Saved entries
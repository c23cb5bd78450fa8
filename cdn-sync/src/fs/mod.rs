//! Local build output: scanning and digests.

pub mod digest;
pub mod walker;

pub use digest::{digest_bytes, digest_file};
pub use walker::{scan, ExtensionFilter, FileRecord, ScanOptions, ScanReport};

=== Task details ===
Every line above must be repeated exactly as it appears.

=== Answer space ===
repository c23cb5bd78450fa8
filename cdn-sync/src/fs/mod.rs
//! Local build output: scanning and digests.

pub mod digest;
pub mod walker;

pub use digest::{digest_bytes, digest_file};
pub use walker::{scan, ExtensionFilter, FileRecord, ScanOptions, ScanReport};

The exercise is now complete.